Energy storage developments

AGL has announced Wärtsilä and Fluence will supply up to 1000MW of grid-scale battery storage at sites in Australia (Credit: Shutterstock/Dorothy Chiron)

Ramping up capacity in the energy storage market has been identified as a key step in the efforts to help limit the impacts of climate change. Here, Modern Power Systems magazine takes a look at the latest energy storage developments.

 

AGL has announced Wärtsilä and Fluence (Siemens/AES joint venture) have been secured under non-exclusive framework agreements to supply up to 1000 megawatts (MW) of grid-scale battery storage at sites in Australia, to operate within the country’s National Electricity Market (NEM).

Last year, AGL announced plans to build batteries at Loy Yang A power station in Victoria (200MW), Liddell power station (150MW) and Broken Hill (50MW) in New South Wales and Torrens Island (250 MW) in South Australia.

AGL chief operating officer, Markus Brokhof said Wärtsilä and Fluence were chosen through a competitive tender process “for their capability, experience and pricing as well as their alignment with AGL’s values and strategic objectives”.
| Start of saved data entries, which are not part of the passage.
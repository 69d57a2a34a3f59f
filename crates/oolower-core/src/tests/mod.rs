/*! Tests for layout, lowering and devirtualization.
 *
 * Programs are assembled with the builder API and lowered through a session, so these cases
 * check the same paths front ends use.
 */

#![allow(unused_imports)]
#![allow(unused_variables)]

mod interface_tests;
mod memory_tests;
mod vtable_tests;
“This framework agreement is another example of AGL getting on with the business of energy transition and will enable delivery against our commitment to build 850MW of grid-scale battery storage by FY2024,” he said. “We are already well advanced with our planning process and these framework agreements will reduce tender timeframes for individual projects, enabling shorter project schedules.

“Our grid-scale battery plans provide critical firming capacity to the market and will play a leading role in the energy industry’s transition over the coming decades.”

 

InterGen’s gateway to big battery

InterGen has received revised Section 36 planning consent for its Gateway Energy Centre project from the UK Department of Business, Energy & Industrial Strategy (BEIS). The Gateway Energy Centre plan envisages the construction of a lithium-ion battery energy storage system with a rated electrical output of up to 1.3 gigawatt-hours (GWh) (320MW) “and/or” an open-cycle gas turbine facility rated at less than 300MW.

The battery would be the largest yet built in the UK, and one of the largest worldwide. When fully charged, the battery could power up to 300,000 typical UK homes for about two hours. However, it will mostly be used to support and stabilise existing electricity supplies by providing fast-reacting power and system balancing.

The plan is to employ Fluence (Siemens/AES) battery technology, based on their Gridstack system. Construction could start in 2022, with operations anticipated to commence by 2024.

Energy storage developments
InterGen has received revised Section 36 planning consent for its Gateway Energy Centre project from the UK Department of Business, Energy & Industrial Strategy (Credit: InterGen)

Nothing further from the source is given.